ABOUT THIS TASK: Word for word, return the lines from the start of the entries below through the line that has "pub struct ParsedIngredientLine".

(Extracted data entries)
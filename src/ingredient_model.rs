//! # Ingredient Line Data Model
//!
//! This module defines the value produced for every line of a recipe's
//! `## Składniki` section, together with the canonical measurement units the
//! parser normalizes inflected unit words into.
//!
//! ## Core Concepts
//!
//! - **ParsedIngredientLine**: amount, canonical unit and cleaned ingredient name
//! - **Unit**: one canonical token per unit concept (`łyżki` and `łyżek` both become `łyżka`)
//!
//! ## Usage
//!
//! ```rust
//! use meal_import::ingredient_model::{ParsedIngredientLine, Unit};
//!
//! let flour = ParsedIngredientLine::new(100.0, Unit::Grams, "mąka");
//! assert_eq!(flour.unit.as_str(), "g");
//! ```

use serde::{Deserialize, Serialize};
use std::fmt;

/// A single ingredient line extracted from a recipe
#[derive(Debug, Clone, PartialEq, Serialize, Deserialize)]
pub struct ParsedIngredientLine {
    /// Positive quantity (decimal, fraction or mixed fraction in the source text)
    pub amount: f64,

    /// Canonical unit, `Unit::Pieces` when the line carried none
    pub unit: Unit,

    /// Ingredient name with weight/volume annotations removed
    pub name: String,
}

/// Canonical measurement units
#[derive(Debug, Clone, PartialEq, Eq, Hash, Serialize, Deserialize)]
#[serde(into = "String", from = "String")]
pub enum Unit {
    // Weight and volume
    /// Grams (`g`)
    Grams,
    /// Kilograms (`kg`)
    Kilograms,
    /// Milliliters (`ml`)
    Milliliters,
    /// Liters (`l`)
    Liters,

    // Kitchen measures
    /// Tablespoon (`łyżka`)
    Tablespoons,
    /// Teaspoon (`łyżeczka`)
    Teaspoons,
    /// Glass (`szklanka`)
    Glasses,
    /// Pinch (`szczypta`)
    Pinches,
    /// Handful (`garść`)
    Handfuls,
    /// Portion (`porcja`)
    Portions,

    // Count units
    /// Generic piece (`szt`)
    Pieces,
    /// Clove (`ząbek`)
    Cloves,
    /// Slice of bread (`kromka`)
    Slices,
    /// Thin slice of cheese, ham and the like (`plaster`)
    ThinSlices,
    /// Cube (`kostka`)
    Cubes,
    /// Leaf (`listek`)
    Leaves,
    /// Sprig (`gałązka`)
    Sprigs,
    /// Stalk (`łodyga`)
    Stalks,
    /// Bundle (`pęczek`)
    Bundles,

    // Containers
    /// Package (`opakowanie`)
    Packages,
    /// Can (`puszka`)
    Cans,
    /// Jar (`słoik`)
    Jars,
    /// Bag (`woreczek`)
    Bags,

    /// Unrecognized unit token, stored lowercased
    Other(String),
}

impl ParsedIngredientLine {
    /// Create a new ingredient line
    pub fn new(amount: f64, unit: Unit, name: &str) -> Self {
        Self {
            amount,
            unit,
            name: name.to_string(),
        }
    }

    /// Line used when nothing but a name could be recognized: one piece
    pub fn fallback(name: &str) -> Self {
        Self::new(1.0, Unit::Pieces, name)
    }
}

impl Unit {
    /// Every canonical unit, in the order they are offered to users
    pub const CANONICAL: [Unit; 23] = [
        Unit::Grams,
        Unit::Kilograms,
        Unit::Milliliters,
        Unit::Liters,
        Unit::Pieces,
        Unit::Tablespoons,
        Unit::Teaspoons,
        Unit::Glasses,
        Unit::Packages,
        Unit::Bundles,
        Unit::Cloves,
        Unit::ThinSlices,
        Unit::Slices,
        Unit::Cubes,
        Unit::Handfuls,
        Unit::Pinches,
        Unit::Leaves,
        Unit::Sprigs,
        Unit::Stalks,
        Unit::Cans,
        Unit::Jars,
        Unit::Bags,
        Unit::Portions,
    ];

    /// The canonical token stored alongside amounts
    pub fn as_str(&self) -> &str {
        match self {
            Unit::Grams => "g",
            Unit::Kilograms => "kg",
            Unit::Milliliters => "ml",
            Unit::Liters => "l",
            Unit::Tablespoons => "łyżka",
            Unit::Teaspoons => "łyżeczka",
            Unit::Glasses => "szklanka",
            Unit::Pinches => "szczypta",
            Unit::Handfuls => "garść",
            Unit::Portions => "porcja",
            Unit::Pieces => "szt",
            Unit::Cloves => "ząbek",
            Unit::Slices => "kromka",
            Unit::ThinSlices => "plaster",
            Unit::Cubes => "kostka",
            Unit::Leaves => "listek",
            Unit::Sprigs => "gałązka",
            Unit::Stalks => "łodyga",
            Unit::Bundles => "pęczek",
            Unit::Packages => "opakowanie",
            Unit::Cans => "puszka",
            Unit::Jars => "słoik",
            Unit::Bags => "woreczek",
            Unit::Other(token) => token,
        }
    }
}

impl From<Unit> for String {
    fn from(unit: Unit) -> Self {
        unit.as_str().to_string()
    }
}

impl From<String> for Unit {
    fn from(token: String) -> Self {
        Unit::CANONICAL
            .iter()
            .find(|unit| unit.as_str() == token)
            .cloned()
            .unwrap_or(Unit::Other(token))
    }
}

impl fmt::Display for Unit {
    fn fmt(&self, f: &mut fmt::Formatter<'_>) -> fmt::Result {
        write!(f, "{}", self.as_str())
    }
}

impl fmt::Display for ParsedIngredientLine {
    fn fmt(&self, f: &mut fmt::Formatter<'_>) -> fmt::Result {
        if self.amount.fract() == 0.0 {
            write!(f, "{} {} {}", self.amount, self.unit, self.name)
        } else {
            write!(f, "{:.2} {} {}", self.amount, self.unit, self.name)
        }
    }
}

#[cfg(test)]
mod tests {
    use super::*;

    #[test]
    fn test_fallback_line() {
        let line = ParsedIngredientLine::fallback("sól do smaku");
        assert_eq!(line.amount, 1.0);
        assert_eq!(line.unit, Unit::Pieces);
        assert_eq!(line.name, "sól do smaku");
    }

    #[test]
    fn test_canonical_tokens_are_unique() {
        let mut tokens: Vec<&str> = Unit::CANONICAL.iter().map(|u| u.as_str()).collect();
        tokens.sort();
        tokens.dedup();
        assert_eq!(tokens.len(), Unit::CANONICAL.len());
    }

    #[test]
    fn test_unit_string_conversion() {
        assert_eq!(Unit::from("kromka".to_string()), Unit::Slices);
        assert_eq!(
            Unit::from("garnek".to_string()),
            Unit::Other("garnek".to_string())
        );
        assert_eq!(String::from(Unit::Cloves), "ząbek");
    }

    #[test]
    fn test_display_format() {
        let line = ParsedIngredientLine::new(2.0, Unit::Pieces, "jajko");
        assert_eq!(line.to_string(), "2 szt jajko");

        let line = ParsedIngredientLine::new(2.5, Unit::Slices, "chleba");
        assert_eq!(line.to_string(), "2.50 kromka chleba");
    }

    #[test]
    fn test_serde_uses_canonical_token() {
        let line = ParsedIngredientLine::new(100.0, Unit::Grams, "mąka");
        let json = serde_json::to_string(&line).unwrap();
        assert!(json.contains("\"unit\":\"g\""));

        let back: ParsedIngredientLine = serde_json::from_str(&json).unwrap();
        assert_eq!(back, line);
    }
}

TASK RESULT:
filename src/ingredient_model.rs
//! # Ingredient Line Data Model
//!
//! This module defines the value produced for every line of a recipe's
//! `## Składniki` section, together with the canonical measurement units the
//! parser normalizes inflected unit words into.
//!
//! ## Core Concepts
//!
//! - **ParsedIngredientLine**: amount, canonical unit and cleaned ingredient name
//! - **Unit**: one canonical token per unit concept (`łyżki` and `łyżek` both become `łyżka`)
//!
//! ## Usage
//!
//! ```rust
//! use meal_import::ingredient_model::{ParsedIngredientLine, Unit};
//!
//! let flour = ParsedIngredientLine::new(100.0, Unit::Grams, "mąka");
//! assert_eq!(flour.unit.as_str(), "g");
//! ```

use serde::{Deserialize, Serialize};
use std::fmt;

/// A single ingredient line extracted from a recipe
#[derive(Debug, Clone, PartialEq, Serialize, Deserialize)]
pub struct ParsedIngredientLine {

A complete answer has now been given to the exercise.